[EXERCISE REQUIREMENTS] Search the material for the word "HashMap" and copy each line that holds it.

┏━━

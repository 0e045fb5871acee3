//! End-to-end orchestration of a mutation run.
//!
//! Enumerates every unit, drops ignored and uncovered mutants before any
//! process is started, renders and deduplicates the rest, checks that the
//! unmutated suite passes, then hands the work to the [`Scheduler`] and
//! classifies whatever comes back.

use crate::ast::printer::Printer;
use crate::ast::SourceUnit;
use crate::config::{Config, ConfigError};
use crate::coverage::{CoverageIndex, TestId};
use crate::mutation::classifier::{classify, Evidence};
use crate::mutation::enumerator::enumerate;
use crate::mutation::ignore::IgnoreRules;
use crate::mutation::materializer::{render_mutant, MutantSource};
use crate::mutation::operator::ConstantTable;
use crate::mutation::registry::OperatorRegistry;
use crate::mutation::score::{ScoreMetrics, ScoreSummary};
use crate::mutation::{MutantResult, Mutation, MutationId};
use crate::runner::{RunStatus, TestInvocation, TestRunner};
use crate::scheduler::{self, JobResult, MutantJob, Scheduler, SchedulerSettings, Workspace};
use chrono::{DateTime, Utc};
use serde::Serialize;
use std::collections::{BTreeSet, HashMap};
use std::path::Path;
use std::sync::atomic::{AtomicBool, Ordering};
use std::sync::Arc;
use std::time::Duration;
use tracing::{debug, info, warn};

/// Slack the engine allows a runner beyond its own deadline.
const RUNNER_GRACE: Duration = Duration::from_secs(5);

#[derive(Debug, thiserror::Error)]
pub enum EngineError {
    #[error(transparent)]
    Config(#[from] ConfigError),

    #[error("the test suite does not pass on the unmutated project ({status}):\n{output}")]
    BaselineFailed { status: String, output: String },

    #[error("failed to prepare working copies: {0:#}")]
    Workspace(anyhow::Error),
}

/// Everything a run produced, in canonical mutation order.
#[derive(Debug, Clone, Serialize)]
pub struct MutationRun {
    pub started_at: DateTime<Utc>,
    pub finished_at: DateTime<Utc>,
    pub results: Vec<MutantResult>,
    pub score: ScoreSummary,
    pub metrics: ScoreMetrics,
    /// Dispatch was stopped early; some mutants have no result
    pub aborted: bool,
    /// Mutants not run because an earlier one produced the same source.
    /// They are still reported, sharing that mutant's outcome.
    pub duplicates: usize,
}

/// A mutant between enumeration and classification.
struct Pending<'a> {
    id: MutationId,
    unit: &'a SourceUnit,
    mutation: Mutation,
    tests: BTreeSet<TestId>,
    ignored: bool,
    build_error: Option<String>,
    rendered: Option<MutantSource>,
    duplicate_of: Option<MutationId>,
}

impl Pending<'_> {
    fn executable(&self) -> bool {
        !self.ignored
            && !self.tests.is_empty()
            && self.rendered.is_some()
            && self.duplicate_of.is_none()
    }
}

pub struct Engine {
    config: Config,
    registry: OperatorRegistry,
    ignores: IgnoreRules,
}

impl Engine {
    /// Build the operator registry and ignore rules. Any configuration error
    /// is returned here, before a single mutant exists.
    pub fn new(config: Config, mut constants: ConstantTable) -> Result<Self, EngineError> {
        constants.extend(&config.constants);
        let registry = OperatorRegistry::from_settings(&config.operators, &constants)?;
        Self::with_registry(config, registry)
    }

    pub fn with_registry(config: Config, registry: OperatorRegistry) -> Result<Self, EngineError> {
        config.validate()?;
        let ignores = IgnoreRules::new(
            config.ignore.clone(),
            &config.markers,
            crate::mutation::registry::BUILTIN_OPERATORS,
        )?;
        Ok(Self {
            config,
            registry,
            ignores,
        })
    }

    pub fn registry(&self) -> &OperatorRegistry {
        &self.registry
    }

    pub fn config(&self) -> &Config {
        &self.config
    }

    pub async fn run(
        &self,
        units: &[SourceUnit],
        coverage: &CoverageIndex,
        printer: &dyn Printer,
        runner: Arc<dyn TestRunner>,
        project_root: &Path,
        abort: Arc<AtomicBool>,
    ) -> Result<MutationRun, EngineError> {
        let started_at = Utc::now();
        info!(
            units = units.len(),
            operators = self.registry.len(),
            "Starting mutation run"
        );

        let mut pending = self.prepare(units, coverage, printer);
        let duplicates = if self.config.execution.deduplicate {
            deduplicate(&mut pending)
        } else {
            0
        };

        let executable: Vec<&Pending> = pending.iter().filter(|p| p.executable()).collect();
        info!(
            mutants = pending.len(),
            executable = executable.len(),
            duplicates,
            "Mutants prepared"
        );

        let mut aborted = false;
        let mut outcomes: HashMap<MutationId, JobResult> = HashMap::new();

        if !executable.is_empty() {
            if abort.load(Ordering::SeqCst) {
                aborted = true;
            } else {
                let width = self.config.execution.workers.min(executable.len());
                let workspaces = create_workspaces(project_root, width).await?;
                let baseline = self
                    .baseline(runner.as_ref(), &workspaces[0])
                    .await?;

                let jobs = executable
                    .iter()
                    .map(|p| self.job(p, coverage, baseline))
                    .collect();
                let scheduler = Scheduler::new(
                    runner,
                    SchedulerSettings {
                        spawn_retries: self.config.execution.spawn_retries,
                        grace: RUNNER_GRACE,
                    },
                    abort,
                );
                let outcome = scheduler.run(jobs, workspaces).await;
                aborted = outcome.aborted;
                outcomes.extend(outcome.results.into_iter().map(|r| (r.id, r)));
            }
        }

        let mut results: Vec<MutantResult> = Vec::with_capacity(pending.len());
        let mut positions: HashMap<MutationId, usize> = HashMap::new();
        for p in pending {
            let result = match p.duplicate_of {
                Some(first) => match positions.get(&first) {
                    Some(&at) => share_outcome(p, &results[at]),
                    // The first one was never run.
                    None => continue,
                },
                None => {
                    let job = outcomes.remove(&p.id);
                    if aborted && p.executable() && job.is_none() {
                        continue;
                    }
                    into_result(p, job)
                }
            };
            positions.insert(result.id, results.len());
            results.push(result);
        }

        let score = ScoreSummary::from_results(&results);
        let metrics = score.metrics();
        info!(
            killed = score.totals.killed,
            escaped = score.totals.escaped,
            msi = metrics.msi,
            aborted,
            "Mutation run finished"
        );

        Ok(MutationRun {
            started_at,
            finished_at: Utc::now(),
            results,
            score,
            metrics,
            aborted,
            duplicates,
        })
    }

    /// Enumerate, select tests, apply ignore rules and render every mutant.
    fn prepare<'a>(
        &self,
        units: &'a [SourceUnit],
        coverage: &CoverageIndex,
        printer: &dyn Printer,
    ) -> Vec<Pending<'a>> {
        let mut pending = Vec::new();

        for unit in units {
            let ignores = self.ignores.for_unit(unit);
            for mutation in enumerate(&self.registry, unit) {
                let id = MutationId(pending.len());
                let ignored = ignores.is_ignored(&mutation);
                let tests = coverage.select(&mutation);

                let (rendered, build_error) = if ignored || tests.is_empty() {
                    (None, None)
                } else {
                    match render_mutant(printer, unit, &mutation) {
                        Ok(rendered) => (Some(rendered), None),
                        Err(e) => {
                            warn!(id = id.0, operator = %mutation.operator, "Cannot build mutant: {}", e);
                            (None, Some(e.to_string()))
                        }
                    }
                };

                pending.push(Pending {
                    id,
                    unit,
                    mutation,
                    tests,
                    ignored,
                    build_error,
                    rendered,
                    duplicate_of: None,
                });
            }
        }
        pending
    }

    /// Run the whole suite on an unmutated copy and return how long it took.
    async fn baseline(
        &self,
        runner: &dyn TestRunner,
        workspace: &Workspace,
    ) -> Result<Duration, EngineError> {
        let deadline = Duration::from_secs(self.config.execution.baseline_timeout_seconds);
        let invocation = TestInvocation {
            workdir: workspace.path().to_path_buf(),
            tests: Vec::new(),
            deadline,
        };
        info!("Running baseline test suite");

        let report = match tokio::time::timeout(deadline.saturating_add(RUNNER_GRACE), runner.run(&invocation)).await {
            Ok(Ok(report)) => report,
            Ok(Err(e)) => {
                return Err(EngineError::BaselineFailed {
                    status: "not started".to_string(),
                    output: e.to_string(),
                })
            }
            Err(_) => {
                return Err(EngineError::BaselineFailed {
                    status: "timed out".to_string(),
                    output: String::new(),
                })
            }
        };

        if report.status != RunStatus::Passed {
            return Err(EngineError::BaselineFailed {
                status: format!("{:?}", report.status).to_lowercase(),
                output: report.output,
            });
        }
        info!(duration_ms = report.duration.as_millis() as u64, "Baseline passed");
        Ok(report.duration)
    }

    fn job(&self, pending: &Pending, coverage: &CoverageIndex, baseline: Duration) -> MutantJob {
        let execution = &self.config.execution;
        let subset = coverage.subset_duration(&pending.tests, baseline);
        MutantJob {
            id: pending.id,
            file: pending.unit.path.clone(),
            source: pending
                .rendered
                .as_ref()
                .map(|r| r.source.clone())
                .unwrap_or_default(),
            tests: pending.tests.iter().cloned().collect(),
            deadline: scheduler::deadline(
                subset,
                execution.timeout_factor,
                Duration::from_millis(execution.timeout_margin_ms),
            ),
        }
    }
}

/// Mark mutants whose rendered source matches an earlier one so only the
/// first is run. Returns how many were marked.
fn deduplicate(pending: &mut [Pending]) -> usize {
    let mut seen: HashMap<String, MutationId> = HashMap::new();
    let mut duplicates = 0;

    for p in pending.iter_mut().filter(|p| p.executable()) {
        let Some(rendered) = &p.rendered else {
            continue;
        };
        match seen.get(&rendered.digest) {
            Some(&first) => {
                debug!(id = p.id.0, duplicate_of = first.0, "Skipping duplicate mutant");
                p.duplicate_of = Some(first);
                duplicates += 1;
            }
            None => {
                seen.insert(rendered.digest.clone(), p.id);
            }
        }
    }

    duplicates
}

async fn create_workspaces(project_root: &Path, count: usize) -> Result<Vec<Workspace>, EngineError> {
    let mut workspaces = Vec::with_capacity(count);
    for _ in 0..count {
        workspaces.push(
            Workspace::create(project_root)
                .await
                .map_err(EngineError::Workspace)?,
        );
    }
    Ok(workspaces)
}

fn into_result(pending: Pending, job: Option<JobResult>) -> MutantResult {
    let mut evidence = Evidence {
        ignored: pending.ignored,
        selected_tests: pending.tests.len(),
        build_error: pending.build_error,
        ..Evidence::default()
    };
    let mut elapsed = Duration::ZERO;
    if let Some(job) = job {
        evidence.infra_error = job.infra_error;
        evidence.deadline_exceeded = job.deadline_exceeded;
        evidence.run = job.run;
        elapsed = job.elapsed;
    }

    let verdict = classify(&evidence);
    MutantResult {
        id: pending.id,
        mutation: pending.mutation,
        outcome: verdict.outcome,
        tests: pending.tests.into_iter().collect(),
        killing_tests: verdict.killing_tests,
        diff: pending.rendered.map(|r| r.diff).unwrap_or_default(),
        execution_time_ms: elapsed.as_millis() as u64,
        diagnostic: verdict.diagnostic,
        duplicate_of: None,
    }
}

/// Result for a duplicate: its own mutation and diff, the first mutant's verdict.
fn share_outcome(pending: Pending, first: &MutantResult) -> MutantResult {
    MutantResult {
        id: pending.id,
        mutation: pending.mutation,
        outcome: first.outcome,
        tests: pending.tests.into_iter().collect(),
        killing_tests: first.killing_tests.clone(),
        diff: pending.rendered.map(|r| r.diff).unwrap_or_default(),
        execution_time_ms: 0,
        diagnostic: first.diagnostic.clone(),
        duplicate_of: Some(first.id),
    }
}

┗━━

[ANSWER SECTION]
use std::collections::{BTreeSet, HashMap};
        let mut outcomes: HashMap<MutationId, JobResult> = HashMap::new();
        let mut positions: HashMap<MutationId, usize> = HashMap::new();
    let mut seen: HashMap<String, MutationId> = HashMap::new();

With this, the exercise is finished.